Insert image description here

Mask the unlabeled text to fill in the blanks, use the masked text as the query, splice the query with the retrieved top k knowledge base content, and send it to the large model to generate the answer (answer the masked text).

Insert image description here

In addition to searching in external knowledge bases constructed in advance, you can also conduct massive searches on the Internet:

Insert image description here

Metric

BLEU, METEOR, and ROUGE are generally used in machine translation, and CIDEr is generally used in image subtitle generation.

Perplexity

https://zhuanlan.zhihu.com/p/633757727

BLEU

The so-called BLEU was originally used in machine translation. His idea is actually very native. For a given sentence, there is a standard translation S1, and a sentence S2 translated by a neural network. The idea of ​​BLEU is to look at all the phrases that appear in machine translation S2, see how many phrases appear in S1, and then calculate the ratio to get the BLEU score (similar to precision) . First, divide the number of words contained in a phrase according to n-gram, including BLEU-1, BLEU-2, BLEU-3, and BLEU-4. The difference is to divide the article into phrases with a length of 1 word, phrases with a length of 2 words... Then count the number of these phrases that appear in the standard translation, and divide them by the total number of divisions, which is the corresponding BLEU-1 score, BLEU -2 score... is actually the accuracy rate. See how many of these divided phrases appear in the standard translation. Generally speaking: the accuracy of unigram can be used to measure the accuracy of word translation, and the accuracy of higher-order n-gram can be used to measure the fluency of sentences n{1,2,3,4}

But BLEU will have a flaw. If I translate a word, and this word happens to be in the standard translation (the translation is very short), wouldn't the accuracy be 100%? For this flaw, the BLEU algorithm will have a length penalty factor, which is There will be a penalty if the translation is too short. Another flaw is that BLUE score does not consider the order of words in the translation.

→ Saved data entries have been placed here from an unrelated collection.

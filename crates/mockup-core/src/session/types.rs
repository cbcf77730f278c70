use std::collections::BTreeSet;
use std::fmt;
use std::sync::atomic::{AtomicU64, Ordering};
use std::sync::Arc;

use crate::codec::{EncodedImage, SourceImage};
use crate::config::MockupConfig;

static NEXT_RESULT_ID: AtomicU64 = AtomicU64::new(1);

/// Stable identity of one result slot.
///
/// Allocated from a process-wide counter, so ids never repeat within a batch
/// or across batches.
#[derive(Clone, Copy, Debug, PartialEq, Eq, Hash, PartialOrd, Ord)]
pub struct ResultId(u64);

impl ResultId {
    pub fn next() -> Self {
        Self(NEXT_RESULT_ID.fetch_add(1, Ordering::Relaxed))
    }

    pub fn get(self) -> u64 {
        self.0
    }
}

impl fmt::Display for ResultId {
    fn fmt(&self, f: &mut fmt::Formatter<'_>) -> fmt::Result {
        write!(f, "r{}", self.0)
    }
}

/// One generated image and the prompt that produced it.
#[derive(Clone, Debug, PartialEq, Eq)]
pub struct MockupResult {
    pub id: ResultId,
    pub image: EncodedImage,
    pub prompt: String,
    /// Bumped by every successful regeneration of this id.
    pub revision: u32,
}

#[derive(Clone, Copy, Debug, Default, PartialEq, Eq)]
pub enum BatchStatus {
    #[default]
    Idle,
    Running,
    Completed,
    Failed,
}

impl fmt::Display for BatchStatus {
    fn fmt(&self, f: &mut fmt::Formatter<'_>) -> fmt::Result {
        match self {
            Self::Idle => write!(f, "Idle"),
            Self::Running => write!(f, "Running"),
            Self::Completed => write!(f, "Completed"),
            Self::Failed => write!(f, "Failed"),
        }
    }
}

#[derive(Clone, Copy, Debug, PartialEq, Eq)]
pub enum SlotState {
    Pending,
    Ready,
    Errored,
}

/// A position in the batch, reserved at dispatch time.
#[derive(Clone, Copy, Debug, PartialEq, Eq)]
pub struct Slot {
    pub id: ResultId,
    pub state: SlotState,
}

#[derive(Clone, Copy, Debug, PartialEq, Eq)]
pub enum Operation {
    Batch,
    Regenerate(ResultId),
}

/// The single user-visible error of the session.
#[derive(Clone, Debug, PartialEq, Eq)]
pub struct SessionError {
    pub operation: Operation,
    pub message: String,
}

impl SessionError {
    pub(crate) fn new(operation: Operation, message: impl Into<String>) -> Self {
        Self {
            operation,
            message: message.into(),
        }
    }
}

impl fmt::Display for SessionError {
    fn fmt(&self, f: &mut fmt::Formatter<'_>) -> fmt::Result {
        f.write_str(&self.message)
    }
}

/// Everything the presentation surfaces can observe.
///
/// Only the orchestrator writes it; surfaces receive it through a watch
/// channel and can only borrow it immutably.
#[derive(Clone, Debug, Default)]
pub struct SessionState {
    /// Generation counter, bumped by every batch start.
    pub batch: u64,
    pub status: BatchStatus,
    /// One slot per requested variation, in dispatch order.
    pub slots: Vec<Slot>,
    /// Committed results, in slot order. Empty unless the batch completed.
    pub results: Vec<MockupResult>,
    /// Results with a regeneration in flight.
    pub regenerating: BTreeSet<ResultId>,
    pub error: Option<SessionError>,
    /// Configuration of the current batch.
    pub config: Option<Arc<MockupConfig>>,
    /// Product image of the current batch, reused by regeneration.
    pub source: Option<SourceImage>,
}

impl SessionState {
    pub fn result(&self, id: ResultId) -> Option<&MockupResult> {
        self.results.iter().find(|r| r.id == id)
    }

    pub fn index_of(&self, id: ResultId) -> Option<usize> {
        self.results.iter().position(|r| r.id == id)
    }

    pub fn is_regenerating(&self, id: ResultId) -> bool {
        self.regenerating.contains(&id)
    }

    pub fn is_running(&self) -> bool {
        self.status == BatchStatus::Running
    }

    /// True while a batch or any regeneration is in flight.
    pub fn is_busy(&self) -> bool {
        self.is_running() || !self.regenerating.is_empty()
    }

    pub fn ready_count(&self) -> usize {
        self.slots
            .iter()
            .filter(|s| s.state == SlotState::Ready)
            .count()
    }
}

For specific suggestions on how to use it at the code level: https://zhuanlan.zhihu.com/p/404381278

METOR

The general idea is that sometimes the translation result of the translation model is correct, but it just happens not to match the reference translation (for example, a synonym is used), so the synonym set is expanded using knowledge sources such as WordNet, and the word form is also taken into consideration. (Words with the same stem are also considered partial matches, and certain rewards should be given. For example, translating likes into like is better than translating it into other messy words, right?) When evaluating the fluency of a sentence, use Under the concept of chunk (candidate translation and reference translation can be aligned, spatially consecutive words form a chunk, this alignment algorithm is a somewhat complex heuristic beam serach), the smaller the number of chunks means that the average of each chunk The longer the length, that is to say, the more consistent the word order of the candidate translation and the reference translation is . Finally, both recall rate and accuracy rate must be considered, and the F value is used as the final evaluation index.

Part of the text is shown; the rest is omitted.